Monday 31 August 2009

August Images.

Photography is a significant part of my strolling.  It acts as a record of change and a jogger of memory.  I take a great many simple snaps, hundreds adding up to perhaps two thousand a month.  It is fairly mind-bending just keeping the catalogue of the images so they can be searched and sorted in some fashion.

I am a hoarder of memories.

Every so often from the painfully mundane an image that can illustrate a point on the blog can be culled.  A good many photographs just go onto my flickr account, a slideshow runs on the left hand side of the blog if you are interested in seeing the photostream.

As with everything else I hope to be on an upward learning curve when it comes to photography but it is debateable.  I spend a lot of time enjoying other people’s snaps, some of the work is breathtaking.  They are all inspirations.

Here are some of the images which mean something to me in August.

The month itself is far to short in the way that February is much too long.  Winters might be milder, spring might be arriving earlier, but none of this has yet to save us from the misery which is Feb.  The two months August and February are calendar opposites but somehow February always seems closer to hand than August.

The most dramatic early feature of the month were butterflies.  It has been well recorded this was the year for the Painted Lady, it made national news.

Painted Lady Butterfly

By the end of August I seem to have lost sight of the butterflies, perhaps I am just looking in the wrong places.  I miss them.

The farmers have been busy bringing in their crops for us, a process which has escalated as the month has drawn to a close.  Fields that were gold will soon be brown and with the first rains, mud.  The harvesting has obliterated the footpaths across fields in many instances, the three inch of stubble makes walking more difficult for me, it is a serious inconvenience to my dogs who are only 6 or 7 inches off the ground.

Harvest Roll.

Giant circular bales which always look on the point of movement now dominate fields.  They don’t move, I tried it once, even with the strength of ten pints it was not an easy task and not one recommended.  Some fields still have a more traditional square bale, sometimes piled high, echoes of urban skylines, towers 16 bales high, 5 across leaning drunkenly dot the fields.  The effort will have an efficient purpose, the size will be determined by some reasoning that eludes me.  I can guess, but I don’t know.  There is always something to learn.

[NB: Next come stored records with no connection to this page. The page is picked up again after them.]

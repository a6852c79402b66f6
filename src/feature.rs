use std::fmt;
use std::str::FromStr;

use crate::data::model::{Category, Passenger};
use crate::error::DataError;

// ---------------------------------------------------------------------------
// Feature – the enumerated dashboard selection set
// ---------------------------------------------------------------------------

/// A selectable analysis feature: one dropdown entry, mapped 1:1 to an
/// internal column and a display title. One shared aggregation pipeline
/// serves every variant; no per-feature chart code.
#[derive(Debug, Clone, Copy, PartialEq, Eq, PartialOrd, Ord, Hash)]
pub enum Feature {
    PassengerClass,
    Sex,
    AgeGroup,
    Embarked,
    FamilySize,
    FareGroup,
    Who,
    Alone,
    SiblingsSpouses,
    ParentsChildren,
    Survival,
}

impl Feature {
    /// Every selectable feature, in dropdown order.
    pub const ALL: [Feature; 11] = [
        Feature::PassengerClass,
        Feature::Sex,
        Feature::AgeGroup,
        Feature::Embarked,
        Feature::FamilySize,
        Feature::FareGroup,
        Feature::Who,
        Feature::Alone,
        Feature::SiblingsSpouses,
        Feature::ParentsChildren,
        Feature::Survival,
    ];

    /// Internal column name.
    pub fn column(self) -> &'static str {
        match self {
            Feature::PassengerClass => "pclass",
            Feature::Sex => "sex_label",
            Feature::AgeGroup => "age_group",
            Feature::Embarked => "embarked",
            Feature::FamilySize => "family_size",
            Feature::FareGroup => "fare_group",
            Feature::Who => "who",
            Feature::Alone => "alone",
            Feature::SiblingsSpouses => "sibsp",
            Feature::ParentsChildren => "parch",
            Feature::Survival => "survived",
        }
    }

    /// Human-readable title handed to the chart renderer.
    pub fn title(self) -> &'static str {
        match self {
            Feature::PassengerClass => "Passenger Class",
            Feature::Sex => "Sex",
            Feature::AgeGroup => "Age Group",
            Feature::Embarked => "Embarked Location",
            Feature::FamilySize => "Family Size",
            Feature::FareGroup => "Fare Group",
            Feature::Who => "Who",
            Feature::Alone => "Alone",
            Feature::SiblingsSpouses => "Siblings/Spouses Aboard",
            Feature::ParentsChildren => "Parents/Children Aboard",
            Feature::Survival => "Survival",
        }
    }

    /// The row's category for this feature. `None` only for a fare group
    /// on a row whose fare is missing; every other feature is total.
    pub fn value_of(self, row: &Passenger) -> Option<Category> {
        match self {
            Feature::PassengerClass => Some(Category::Int(i64::from(row.pclass))),
            Feature::Sex => Some(Category::Text(row.sex.to_string())),
            Feature::AgeGroup => Some(Category::AgeGroup(row.age_group)),
            Feature::Embarked => Some(Category::Text(row.embarked.to_string())),
            Feature::FamilySize => Some(Category::Int(i64::from(row.family_size))),
            Feature::FareGroup => row.fare_group.map(Category::FareBand),
            Feature::Who => Some(Category::Text(row.who.to_string())),
            Feature::Alone => Some(Category::Text(
                if row.alone { "Alone" } else { "With Family" }.to_string(),
            )),
            Feature::SiblingsSpouses => Some(Category::Int(i64::from(row.sibsp))),
            Feature::ParentsChildren => Some(Category::Int(i64::from(row.parch))),
            Feature::Survival => Some(Category::Text(
                if row.survived {
                    "Survived"
                } else {
                    "Did not survive"
                }
                .to_string(),
            )),
        }
    }
}

impl fmt::Display for Feature {
    fn fmt(&self, f: &mut fmt::Formatter<'_>) -> fmt::Result {
        f.write_str(self.title())
    }
}

impl FromStr for Feature {
    type Err = DataError;

    /// Parse a selection string: a display title or an internal column
    /// name. Anything else is a configuration error, rejected rather than
    /// silently mapped to some default feature.
    fn from_str(s: &str) -> Result<Self, Self::Err> {
        Feature::ALL
            .into_iter()
            .find(|f| f.title() == s || f.column() == s)
            .ok_or_else(|| DataError::UnknownFeature(s.to_string()))
    }
}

Again this year I have failed to take a picture of the harvest that matches the one that is in my head, maybe next year.

So the farmers have danced with nature again and brought in the colourful crops for us.  In the meanwhile the plants, left to their own devices have simply got on with it.  Fruit has ripened, seeds are being distributed.

This has brought about another problem for walkers with dogs low to the ground and rough coated, seed heads.  One walk was totally ruined by continually, and literally, having to cut thistle heads out of the dogs coats.  In the end I had to carry them 3 miles.  The accumulation of the heads had become too much, walking became impossible for them.  The dogs coats were beginning to look moth eaten with my continuing ministrations.  Cutting thistle heads out of wriggling dogs with a 1 inch pair of scissors does not make my top ten list of things to do.

This combined with the issues created by harvesting has meant field walking has been somewhat curtailed the last few weeks.

Time has flown

Before the seed head problem a recent walk took me past Langham Church.  It was staging a wedding ceremony, so it did not seem like the appropriate time to go wandering in.  Unfortunately for most churches, there is no longer a good time to wander in.  The idea of the open church has long gone in many areas now.  The population has retreated from church and the churches make themselves less approachable.  The only church I have found open was no longer a church.

This was a great shame as Langham Church is reputed to have the oldest church chest in Essex.  An oak dug-out dating from the 12th century.  The venture to augment my walks with some fine historical church interiors is only going to be possible if I can solve the problem of the locked church.

Old Church Chest

The chest shown is from West Bergholt Old Church (the church that isn’t any longer) and dates from the 15th or 16th century.  I am hoping to add to this image collection but the modern world may have put paid to that.

August was a month of small pilgrimage for me, the visit to the first Augustinian Priory in England.  I did not capture the building that I saw, my snaps were workman-like, they are on flickr if you wish to see them.

The days are growing shorter now, noticeably so, sunsets are currently at the 20:00 mark, sunrise just before 06:00.  Good news for the lazy photographer.  No longer is there a need to get up desperately early to capture a sunrise and it is not so late that it affects the needs created by a working day.  Likewise a sunset has been and gone and I am back home at an hour which means there is almost enough hours to sleep in.

Fusion Horizon

August is a time of sunrise and sunset, the hint that autumnal colour is on its way and the next great season will soon be upon us.  I am very much looking forward to this, even if the shorter days will start to impact on the available free time I have outdoors.  I have my plans for September, if I am lucky half of it will get done.

1 comment:

  1. I left a comment on the 'butterflies' post a while ago that was presumably missed. I remarked on the conspicuous reports that this is a good year for butterflies, yet we have seen very few, either in our garden or on our backpacks. Of the small number we have encountered, most have been painted ladies, which is consistent with the news.